Forgot About 80s Style
White feathers lined the living room floor of the Big House, like the remains of a plucked chicken. Clearly, it was madrigal dinner season again. Between Mom and Carrie, all necessary props, table dressings, and costumes for the occasion would somehow get hot-glue-gunned and taped together before the big event.
Meanwhile, Linnea-Irish’s hair was being plastered in its own gluey substance to extract the next layer of blue. Left her looking like a gooey mermaid. So the original bright violet blue was now toned down to pastel greens, grays, blues, and lavenders. Progress.
Dropped back into the school office for another hour of phone-answering, question-answering, whatever-answering while the staff lunched down the hall on chili and cookies for 80’s-themed Teacher Appreciation Day. Many scrunchies.
Four girls studied across from the desk, unable to play outside in the cold during recess – asthma, colds, pulled teeth, hit in the eye with a tetherball, etc.
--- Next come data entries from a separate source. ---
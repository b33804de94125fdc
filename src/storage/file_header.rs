//! Store file header.
//!
//! The first page (page 0) of the store file contains metadata about the
//! file and the catalog of heap files stored in it.

use crate::error::{Result, StorageError};
use crate::types::{PageId, PAGE_SIZE};
use std::collections::BTreeMap;

/// Magic bytes to identify a valid store file
pub const MAGIC: &[u8; 16] = b"NodeHeapStore01\0";

/// File header size (uses first page)
pub const FILE_HEADER_SIZE: usize = PAGE_SIZE;

/// Offset of the first catalog entry
const CATALOG_START: usize = 30;

/// The checksum occupies the last 4 bytes of the header page
const CHECKSUM_OFFSET: usize = FILE_HEADER_SIZE - 4;

/// Longest heap file name the catalog can hold
pub const MAX_FILE_NAME: usize = u8::MAX as usize;

/// Store file header
///
/// Layout:
/// ```text
/// Offset  Size  Description
/// 0       16    Magic string "NodeHeapStore01\0"
/// 16      4     Page size (currently always 1024)
/// 20      4     Total page count
/// 24      4     Free page count
/// 28      2     Catalog entry count
/// 30      ...   Catalog entries: name_len (1), name, first directory page (4)
/// 1020    4     Checksum of bytes 0..1020 (CRC32)
/// ```
#[derive(Debug, Clone, PartialEq, Eq)]
pub struct FileHeader {
    /// Page size in bytes
    pub page_size: u32,
    /// Total number of pages in the file (including header page)
    pub page_count: u32,
    /// Number of free pages
    pub free_page_count: u32,
    /// Heap file name -> first directory page
    pub catalog: BTreeMap<String, PageId>,
}

impl FileHeader {
    /// Create a new file header for an empty store
    pub fn new() -> Self {
        Self {
            page_size: PAGE_SIZE as u32,
            page_count: 1, // Just the header page initially
            free_page_count: 0,
            catalog: BTreeMap::new(),
        }
    }

    /// Read a file header from bytes
    pub fn read(bytes: &[u8]) -> Result<Self> {
        if bytes.len() < FILE_HEADER_SIZE {
            return Err(StorageError::invalid_db("header too short"));
        }

        // Check magic
        if &bytes[0..16] != MAGIC {
            return Err(StorageError::invalid_db("invalid magic bytes"));
        }

        // Verify checksum
        let stored_checksum = read_u32(bytes, CHECKSUM_OFFSET);
        let computed_checksum = crc32fast::hash(&bytes[..CHECKSUM_OFFSET]);
        if stored_checksum != computed_checksum {
            return Err(StorageError::corruption("header checksum mismatch"));
        }

        let page_size = read_u32(bytes, 16);
        if page_size != PAGE_SIZE as u32 {
            return Err(StorageError::invalid_db(format!(
                "unsupported page size: {} (expected {})",
                page_size, PAGE_SIZE
            )));
        }

        let page_count = read_u32(bytes, 20);
        let free_page_count = read_u32(bytes, 24);
        let entry_count = u16::from_be_bytes([bytes[28], bytes[29]]);

        let mut catalog = BTreeMap::new();
        let mut offset = CATALOG_START;
        for _ in 0..entry_count {
            let name_len = bytes[offset] as usize;
            offset += 1;
            if offset + name_len + 4 > CHECKSUM_OFFSET {
                return Err(StorageError::corruption("catalog entry overruns header page"));
            }
            let name = std::str::from_utf8(&bytes[offset..offset + name_len])
                .map_err(|_| StorageError::corruption("catalog name is not UTF-8"))?
                .to_string();
            offset += name_len;
            let root = PageId::read_at(bytes, offset);
            offset += 4;
            catalog.insert(name, root);
        }

        Ok(Self {
            page_size,
            page_count,
            free_page_count,
            catalog,
        })
    }

    /// Write this header to bytes
    pub fn write(&self, bytes: &mut [u8]) {
        // Clear the page first
        bytes[..FILE_HEADER_SIZE].fill(0);

        // Magic
        bytes[0..16].copy_from_slice(MAGIC);

        // Fields
        bytes[16..20].copy_from_slice(&self.page_size.to_be_bytes());
        bytes[20..24].copy_from_slice(&self.page_count.to_be_bytes());
        bytes[24..28].copy_from_slice(&self.free_page_count.to_be_bytes());
        bytes[28..30].copy_from_slice(&(self.catalog.len() as u16).to_be_bytes());

        let mut offset = CATALOG_START;
        for (name, root) in &self.catalog {
            bytes[offset] = name.len() as u8;
            offset += 1;
            bytes[offset..offset + name.len()].copy_from_slice(name.as_bytes());
            offset += name.len();
            root.write_at(bytes, offset);
            offset += 4;
        }

        // Checksum
        let checksum = crc32fast::hash(&bytes[..CHECKSUM_OFFSET]);
        bytes[CHECKSUM_OFFSET..FILE_HEADER_SIZE].copy_from_slice(&checksum.to_be_bytes());
    }

    /// Allocate a new page ID
    pub fn allocate_page(&mut self) -> PageId {
        let page_id = PageId::new(self.page_count);
        self.page_count += 1;
        page_id
    }

    /// Bytes the catalog occupies when encoded
    fn catalog_size(&self) -> usize {
        self.catalog.keys().map(|name| 1 + name.len() + 4).sum()
    }

    /// Look up a heap file's first directory page
    pub fn lookup(&self, name: &str) -> Option<PageId> {
        self.catalog.get(name).copied()
    }

    /// Add a catalog entry
    pub fn register(&mut self, name: &str, root: PageId) -> Result<()> {
        if name.is_empty() || name.len() > MAX_FILE_NAME {
            return Err(StorageError::invalid_operation(format!(
                "file name must be 1..={} bytes, got {}",
                MAX_FILE_NAME,
                name.len()
            )));
        }
        if self.catalog.contains_key(name) {
            return Err(StorageError::invalid_operation(format!(
                "file {:?} already exists",
                name
            )));
        }
        if CATALOG_START + self.catalog_size() + 1 + name.len() + 4 > CHECKSUM_OFFSET {
            return Err(StorageError::CatalogFull(name.to_string()));
        }
        self.catalog.insert(name.to_string(), root);
        Ok(())
    }

    /// Remove a catalog entry
    pub fn unregister(&mut self, name: &str) -> Result<()> {
        self.catalog
            .remove(name)
            .map(|_| ())
            .ok_or_else(|| StorageError::invalid_operation(format!("no file named {:?}", name)))
    }
}

impl Default for FileHeader {
    fn default() -> Self {
        Self::new()
    }
}

fn read_u32(bytes: &[u8], offset: usize) -> u32 {
    u32::from_be_bytes([
        bytes[offset],
        bytes[offset + 1],
        bytes[offset + 2],
        bytes[offset + 3],
    ])
}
“Excuse me? How do you pronounce this word?”
“Acacia.” Knew I bought that acacia perfume for a good reason.
Announced gift card winners over the intercom – Steak ‘n Shake, Barnes & Noble, passed Puck’s linebacker teacher in wild African shirt, faux fro, and flowery paper hat.
“Nice hat.”
“Thanks, Mrs. Silverspoon!”
In fact, there was so much 80s-ness going on that Puck had one observation for me at three o’clock that afternoon. “It’s prob’ly going to take the girls years to take off all their make-up.”
After Puck disbanded a batch of recycled cardboard squares from Art class onto the living room floor of the Big House, he sat down to the old kitchen table and organized the new “velvet poster” I bought for him earlier in the afternoon. Six magic markers, ready to go – Swiss-like mountains, hot air balloons, village, wildflowers… Earlier I suggested we work on it together.
“Mom, I want to accomplish this myself, so I feel like I accomplished something.” About ten minutes in, however, he had changed his tune. “Mom? Do you want to color the flowers? … No. Mind! Control yourself! I’m going to do this myself.”
True to his word, he didn’t ask for help again. He was still working on it during the drive home, after corn chowder and biscuits while Dad, Mom, Carrie, and I discussed the future of our podcast.
And the cats napped on Puck’s cardboard squares in the living room.